I realized the other day looking at past posts, that I haven’t posted any of my workout obsessions yet… A sign of the holidays? Or the fact that I took a couple weeks off after the wedding? Coaching others is my passion next to cooking… My hope is to return to it someday when we are able. In the meantime, I have you, and my client for the last year Kelly who I trade hair with training and who has had an amazing transformation and I am so proud to know and have been there for it:) I hope you will read my story and find some commonality. I have tons of workouts in this head and am happy to post some so if you need one or would like something in particular that I don’t have yet please feel free to ask and I’ll try to get them out quickly… Before I post my workout hotspots or obsessions though, I think it only fair to share my journey and how I have gotten to where I am now. Your journey may be different, you may have different goals and beliefs. My hope is to share what has worked for me, and to help others however I can.
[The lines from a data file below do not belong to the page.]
//! Task representation and execution.

use std::fmt;
use std::sync::atomic::{AtomicU64, Ordering};

/// Global task ID counter
static TASK_ID_COUNTER: AtomicU64 = AtomicU64::new(1);

/// Unique identifier for a task, used to cancel it while it is still pending.
#[derive(Debug, Clone, Copy, PartialEq, Eq, Hash, PartialOrd, Ord)]
pub struct TaskId(u64);

impl TaskId {
    fn next() -> Self {
        TaskId(TASK_ID_COUNTER.fetch_add(1, Ordering::Relaxed))
    }
}

impl fmt::Display for TaskId {
    fn fmt(&self, f: &mut fmt::Formatter<'_>) -> fmt::Result {
        write!(f, "task-{}", self.0)
    }
}

/// Scheduling priority of a task. Higher values are more urgent.
///
/// Only consulted by pools running in priority mode; FIFO pools ignore it.
#[derive(Debug, Clone, Copy, PartialEq, Eq, PartialOrd, Ord, Hash, Default)]
pub struct Priority(pub i32);

impl Priority {
    /// Rank of a task submitted without an explicit priority.
    pub const UNSET: Priority = Priority(0);
    pub const LOW: Priority = Priority(1);
    pub const HIGH: Priority = Priority(2);

    pub fn value(self) -> i32 {
        self.0
    }
}

impl From<i32> for Priority {
    fn from(value: i32) -> Self {
        Priority(value)
    }
}

/// A unit of work submitted to a pool.
pub struct Task {
    pub(crate) id: TaskId,
    pub(crate) func: Box<dyn FnOnce() + Send + 'static>,
    pub(crate) priority: Option<Priority>,
}

impl Task {
    /// Create a task without a priority
    pub fn new<F>(f: F) -> Self
    where
        F: FnOnce() + Send + 'static,
    {
        Task {
            id: TaskId::next(),
            func: Box::new(f),
            priority: None,
        }
    }

    /// Create a task with specific priority
    pub fn with_priority<F, P>(f: F, priority: P) -> Self
    where
        F: FnOnce() + Send + 'static,
        P: Into<Priority>,
    {
        Task {
            id: TaskId::next(),
            func: Box::new(f),
            priority: Some(priority.into()),
        }
    }

    pub fn id(&self) -> TaskId {
        self.id
    }

    pub fn priority(&self) -> Option<Priority> {
        self.priority
    }

    /// The key used by priority queues; unprioritised tasks rank as [`Priority::UNSET`].
    pub fn effective_priority(&self) -> Priority {
        self.priority.unwrap_or(Priority::UNSET)
    }

    /// Execute the task
    pub(crate) fn execute(self) {
        (self.func)();
    }
}

impl fmt::Debug for Task {
    fn fmt(&self, f: &mut fmt::Formatter<'_>) -> fmt::Result {
        f.debug_struct("Task")
            .field("id", &self.id)
            .field("priority", &self.priority)
            .finish()
    }
}

#[cfg(test)]
mod tests {
    use super::*;
    use std::sync::atomic::AtomicBool;
    use std::sync::Arc;

    #[test]
    fn test_ids_are_unique() {
        let a = Task::new(|| {});
        let b = Task::new(|| {});
        assert_ne!(a.id(), b.id());
        assert!(a.id() < b.id());
    }

    #[test]
    fn test_priority_ordering() {
        assert!(Priority::UNSET < Priority::LOW);
        assert!(Priority::LOW < Priority::HIGH);
        assert_eq!(Priority::from(7).value(), 7);
    }

    #[test]
    fn test_effective_priority() {
        let plain = Task::new(|| {});
        assert_eq!(plain.priority(), None);
        assert_eq!(plain.effective_priority(), Priority::UNSET);

        let urgent = Task::with_priority(|| {}, Priority::HIGH);
        assert_eq!(urgent.effective_priority(), Priority::HIGH);
    }

    #[test]
    fn test_execute_runs_closure() {
        let ran = Arc::new(AtomicBool::new(false));
        let flag = ran.clone();
        Task::new(move || flag.store(true, Ordering::SeqCst)).execute();
        assert!(ran.load(Ordering::SeqCst));
    }
}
I’ll be the first to admit that I have had the hardest time with moderation and acceptance when it comes to workouts and nutrition. Although it’s paid off with clients and my professional life, it can feel daunting if you don’t remind yourself to take a break once in a while… And to reward yourself in moderation. Staying in shape often becomes a roller coaster for many, myself included. It’s taken me years to get my body to where it is now, and to understand what styles work for me and my body type.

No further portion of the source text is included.